Однажды утром перед началом работы Мока сказала Дани:
— В прошлый раз вы убедили меня, товарищ Мадарас, и я решила, если не выяснится, кто вор, то и бог с ним, мы не будем заниматься розыском. Но теперь уже нельзя оставить так дело. В деревне обо всем известно, и если люди увидят, что виновника не наказали, то совсем обнаглеют. «Айда воровать! Не найдут у меня краденого, хорошо, а найдут, так все равно ничего со мной не сделают…» На днях кузнец Лёринц жаловался, что замучился вконец с ремонтом телег. Поставит он новую ось, а через неделю привозят ему ту же телегу со сломанной осью. Возчик снял дома новую ось, запрятал у себя на чердаке, а старую, никудышную, приладил к кооперативной телеге… Он и страха не ведает, потому что с самого начала мы распустили людей. Разрешили им прирезать землю к своим приусадебным участкам — вспомните только, они украли двести хольдов земли, разрешили им не сдать семенной материал. Тогда еще я говорила, что всякая ошибка впоследствии скажется. Вспомните только…

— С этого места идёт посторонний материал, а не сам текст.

//! Tenant Runtime - process-wide container registry
//!
//! Everything that is global to multi-tenancy lives in one
//! [`TenantRuntime`]: the feature flags, the shutdown settings, the host
//! collaborators (thread control, usage meter, group provider), the
//! id-to-container lookup table and the metrics. There are no ambient
//! statics; a process normally builds one runtime at startup and calls
//! [`TenantRuntime::shutdown`] once at exit.
//!
//! # Lifecycle
//! - `builder()...build()` or `from_env()` decides flags and settings once
//! - `create*` registers containers; `destroy()` unregisters them
//! - `shutdown()` destroys whatever is left and refuses new containers

use crate::config::TenantSettings;
use crate::engine::container::{self, DestroyOutcome, TenantContainer};
use crate::engine::control::{CooperativeControl, ThreadCpuMeter, ThreadControl, UsageMeter};
use crate::engine::group::{CgroupProvider, Group, GroupProvider};
use crate::engine::resource_limits::TenantConfiguration;
use crate::engine::thread::ThreadRecord;
use crate::error::{Result, TenantError};
use crate::globals::TenantFlags;
use crate::management::TenantManagement;
use crate::perf::{ShutdownMetrics, ShutdownSnapshot};
use parking_lot::Mutex;
use std::collections::HashMap;
use std::fmt;
use std::sync::atomic::{AtomicBool, AtomicU64, Ordering};
use std::sync::Arc;
use tracing::{info, warn};

pub(crate) struct RuntimeInner {
    pub(crate) flags: TenantFlags,
    pub(crate) settings: TenantSettings,
    pub(crate) control: Arc<dyn ThreadControl>,
    pub(crate) meter: Arc<dyn UsageMeter>,
    pub(crate) metrics: Arc<ShutdownMetrics>,
    groups: Option<Arc<dyn GroupProvider>>,
    registry: Mutex<HashMap<u64, TenantContainer>>,
    next_id: AtomicU64,
    shut_down: AtomicBool,
}

impl RuntimeInner {
    pub(crate) fn unregister(&self, id: u64) {
        self.registry.lock().remove(&id);
    }
}

/// Builder for [`TenantRuntime`].
pub struct TenantRuntimeBuilder {
    flags: TenantFlags,
    settings: TenantSettings,
    control: Arc<dyn ThreadControl>,
    meter: Arc<dyn UsageMeter>,
    groups: Option<Arc<dyn GroupProvider>>,
}

impl Default for TenantRuntimeBuilder {
    fn default() -> Self {
        Self {
            flags: TenantFlags::disabled(),
            settings: TenantSettings::default(),
            control: Arc::new(CooperativeControl),
            meter: Arc::new(ThreadCpuMeter),
            groups: None,
        }
    }
}

impl TenantRuntimeBuilder {
    pub fn flags(mut self, flags: TenantFlags) -> Self {
        self.flags = flags;
        self
    }

    pub fn settings(mut self, settings: TenantSettings) -> Self {
        self.settings = settings;
        self
    }

    pub fn thread_control(mut self, control: Arc<dyn ThreadControl>) -> Self {
        self.control = control;
        self
    }

    pub fn usage_meter(mut self, meter: Arc<dyn UsageMeter>) -> Self {
        self.meter = meter;
        self
    }

    pub fn group_provider(mut self, groups: Arc<dyn GroupProvider>) -> Self {
        self.groups = Some(groups);
        self
    }

    pub fn build(self) -> Result<TenantRuntime> {
        self.settings.validate()?;
        if self.flags.needs_group() && self.groups.is_none() {
            return Err(TenantError::IllegalState(
                "CPU throttling or accounting needs a group provider".to_string(),
            ));
        }
        info!(
            flags = %self.flags,
            thread_stop = self.flags.is_thread_stop_enabled(),
            kill_interval_ms = self.settings.shutdown.kill_thread_interval.as_millis() as u64,
            "Tenant runtime initialized"
        );
        Ok(TenantRuntime {
            inner: Arc::new(RuntimeInner {
                flags: self.flags,
                settings: self.settings,
                control: self.control,
                meter: self.meter,
                metrics: ShutdownMetrics::new(),
                groups: self.groups,
                registry: Mutex::new(HashMap::new()),
                next_id: AtomicU64::new(1),
                shut_down: AtomicBool::new(false),
            }),
        })
    }
}

/// Handle to the process-wide tenant state. Cloning is cheap.
#[derive(Clone)]
pub struct TenantRuntime {
    inner: Arc<RuntimeInner>,
}

impl TenantRuntime {
    pub fn builder() -> TenantRuntimeBuilder {
        TenantRuntimeBuilder::default()
    }

    /// Build a runtime from `TENANT_FLAGS`, the `TENANT_*` settings and,
    /// when a CPU feature is on, the cgroup root in `TENANT_CGROUP_ROOT`.
    pub fn from_env() -> Result<Self> {
        let flags = TenantFlags::from_env()?;
        let mut builder = Self::builder()
            .flags(flags)
            .settings(TenantSettings::from_env()?);
        if flags.needs_group() {
            builder = builder.group_provider(Arc::new(CgroupProvider::from_env()));
        }
        builder.build()
    }

    pub(crate) fn from_inner(inner: Arc<RuntimeInner>) -> Self {
        Self { inner }
    }

    pub fn flags(&self) -> TenantFlags {
        self.inner.flags
    }

    pub fn settings(&self) -> &TenantSettings {
        &self.inner.settings
    }

    pub fn metrics(&self) -> ShutdownSnapshot {
        self.inner.metrics.snapshot()
    }

    pub fn management(&self) -> TenantManagement {
        TenantManagement::new(self.clone())
    }

    pub fn is_shut_down(&self) -> bool {
        self.inner.shut_down.load(Ordering::SeqCst)
    }

    // ── creation ──────────────────────────────────────────────────────

    /// Create a container named `Tenant-<id>`, child of the caller's
    /// current container.
    pub fn create(&self, config: TenantConfiguration) -> Result<TenantContainer> {
        let parent = container::current();
        self.create_inner(parent.as_ref(), None, config)
    }

    pub fn create_named(&self, name: &str, config: TenantConfiguration) -> Result<TenantContainer> {
        let parent = container::current();
        self.create_inner(parent.as_ref(), Some(name), config)
    }

    pub fn create_child(
        &self,
        parent: Option<&TenantContainer>,
        name: &str,
        config: TenantConfiguration,
    ) -> Result<TenantContainer> {
        self.create_inner(parent, Some(name), config)
    }

    fn create_inner(
        &self,
        parent: Option<&TenantContainer>,
        name: Option<&str>,
        config: TenantConfiguration,
    ) -> Result<TenantContainer> {
        self.inner.flags.require_tenant()?;
        if name.is_some_and(str::is_empty) {
            return Err(TenantError::IllegalArgument(
                "tenant name must not be empty".to_string(),
            ));
        }
        if self.is_shut_down() {
            return Err(TenantError::IllegalState(
                "tenant runtime is shut down".to_string(),
            ));
        }

        let id = self.inner.next_id.fetch_add(1, Ordering::Relaxed);
        let name = name.map_or_else(|| format!("Tenant-{id}"), str::to_string);
        let group = self.provision_group(id, &name, &config)?;

        let container = TenantContainer::new(
            Arc::clone(&self.inner),
            id,
            name,
            config,
            parent,
            group,
        );
        self.inner.registry.lock().insert(id, container.clone());
        self.inner.metrics.record_create();
        info!(
            container_id = id,
            name = container.name(),
            parent = parent.map(TenantContainer::id),
            "Created tenant container"
        );
        Ok(container)
    }

    fn provision_group(
        &self,
        id: u64,
        name: &str,
        config: &TenantConfiguration,
    ) -> Result<Option<Box<dyn Group>>> {
        let Some(provider) = self.inner.groups.as_ref().filter(|_| self.inner.flags.needs_group())
        else {
            return Ok(None);
        };
        let group = provider.create(id, name)?;
        let synced = config
            .limits()
            .filter(|limit| limit.resource_type().is_controller_backed())
            .try_for_each(|limit| limit.sync(&*group));
        if let Err(err) = synced {
            if let Err(destroy_err) = group.destroy() {
                warn!(container_id = id, error = %destroy_err, "Failed to release group");
            }
            return Err(err);
        }
        Ok(Some(group))
    }

    // ── lookup ────────────────────────────────────────────────────────

    pub fn get_by_id(&self, id: u64) -> Result<Option<TenantContainer>> {
        self.inner.flags.require_tenant()?;
        Ok(self.inner.registry.lock().get(&id).cloned())
    }

    /// Ids of all containers not yet destroyed, ascending.
    pub fn all_ids(&self) -> Result<Vec<u64>> {
        self.inner.flags.require_tenant()?;
        let mut ids: Vec<u64> = self.inner.registry.lock().keys().copied().collect();
        ids.sort_unstable();
        Ok(ids)
    }

    /// Container the calling thread runs in, `None` in the root context.
    pub fn current(&self) -> Result<Option<TenantContainer>> {
        self.inner.flags.require_tenant()?;
        Ok(container::current())
    }

    /// Decide whether threads started by the calling thread join its
    /// container.
    pub fn set_current_thread_inheritance(&self, inherit: bool) -> Result<()> {
        self.inner.flags.require_tenant()?;
        if !self.inner.settings.allow_per_thread_inheritance {
            return Err(TenantError::IllegalState(
                "per-thread inheritance is not allowed".to_string(),
            ));
        }
        ThreadRecord::current().set_inherit(inherit);
        Ok(())
    }

    // ── teardown ──────────────────────────────────────────────────────

    /// Destroy every live container and refuse new ones.
    ///
    /// Returns how many containers this call destroyed; later calls return 0.
    pub fn shutdown(&self) -> Result<usize> {
        if let Some(current) = container::current() {
            return Err(TenantError::IllegalState(format!(
                "shutdown called from inside tenant {}",
                current.id()
            )));
        }
        if self.inner.shut_down.swap(true, Ordering::SeqCst) {
            return Ok(0);
        }

        let mut containers: Vec<TenantContainer> =
            self.inner.registry.lock().values().cloned().collect();
        containers.sort_by_key(TenantContainer::id);

        let mut destroyed = 0;
        for container in containers {
            match container.destroy() {
                Ok(DestroyOutcome::AlreadyDestroyed) => {}
                Ok(_) => destroyed += 1,
                Err(err) => {
                    warn!(container_id = container.id(), error = %err, "Failed to destroy container during shutdown")
                }
            }
        }
        info!(destroyed, "Tenant runtime shut down");
        Ok(destroyed)
    }
}

impl fmt::Debug for TenantRuntime {
    fn fmt(&self, f: &mut fmt::Formatter<'_>) -> fmt::Result {
        f.debug_struct("TenantRuntime")
            .field("flags", &self.inner.flags)
            .field("containers", &self.inner.registry.lock().len())
            .field("shut_down", &self.is_shut_down())
            .finish()
    }
}
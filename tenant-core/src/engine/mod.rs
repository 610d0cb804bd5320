//! Engine module - Core tenancy components
//!
//! Containers, the threads that run inside them, the kill loop that
//! terminates those threads, and the resource-control groups that back
//! their limits.

pub mod container;
pub mod control;
pub mod group;
pub mod hooks;
pub mod kill;
pub mod resource_limits;
pub mod thread;

pub use container::{ContainerState, DestroyOutcome, TenantContainer, TenantResource};
pub use control::{CooperativeControl, ThreadControl, ThreadCpuMeter, UsageMeter};
pub use group::{CgroupGroup, CgroupProvider, Group, GroupProvider};
pub use hooks::HookId;
pub use kill::{KillOutcome, KillStats, WatchdogReport};
pub use resource_limits::{ResourceLimit, ResourceType, TenantConfiguration};
pub use thread::{JoinError, MaskGuard, RunState, TenantJoinHandle, ThreadRecord};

Дани пришлось признать, что Мока права. Беда лишь в том, что влип его лучший друг, у которого, правда, ветер гуляет в голове, но он все же любит Дюри, любит, несмотря на то что Дюри украл брезент.
— И еще одно, — продолжала беспощадно отчитывать его Мока. — Члены кооператива хотят, чтобы их председатель не был пристрастным. Если они замечают, что он дает кому-то поблажки, что его можно чем-нибудь подкупить, деньгами или вином, что он снисходителен к родственникам и дружкам, он тут же теряет авторитет. А всем известно, что Дюри Пеллек — ваш приятель…
У Дани возникло то же самое тяжелое чувство, как при подписании документа на полуторамиллионную ссуду. Какой груз лежит у него на плечах!.. Члены кооператива рискуют остаться с пустым брюхом, а он рискует своей головой. Своей головой, сердцем и всем дорогим, что есть у него в жизни. Но ведь тогда он все-таки подписал документ на полуторамиллионную ссуду и теперь надо тоже проявить решимость. Он не представлял раньше, с какими трудностями столкнется, став председателем. Но разве это может служить ему оправданием? Или лучше, пока не поздно, отказаться от должности? Пора ему наконец выйти на прямую дорогу.
— Не сердись на меня, приятель, — бормотал он себе под нос, когда ехал в полицию на мотоцикле «Паннония-250», который купил вместо трактора. — Не сердись на меня, приятель. Ты на моем месте поступил бы точно так же.
На другой день к вечеру в деревне объявился Драхош. Он объездил половину угодий, пока не нашел на кооперативном огороде агрономшу. На грядках уже краснели помидоры. Секретарь райкома сорвал один и попробовал.
— На следующей неделе можно выплатить за них аванс, — сказал он.
— За горох мы уже заплатили, — скромно заметила Мока.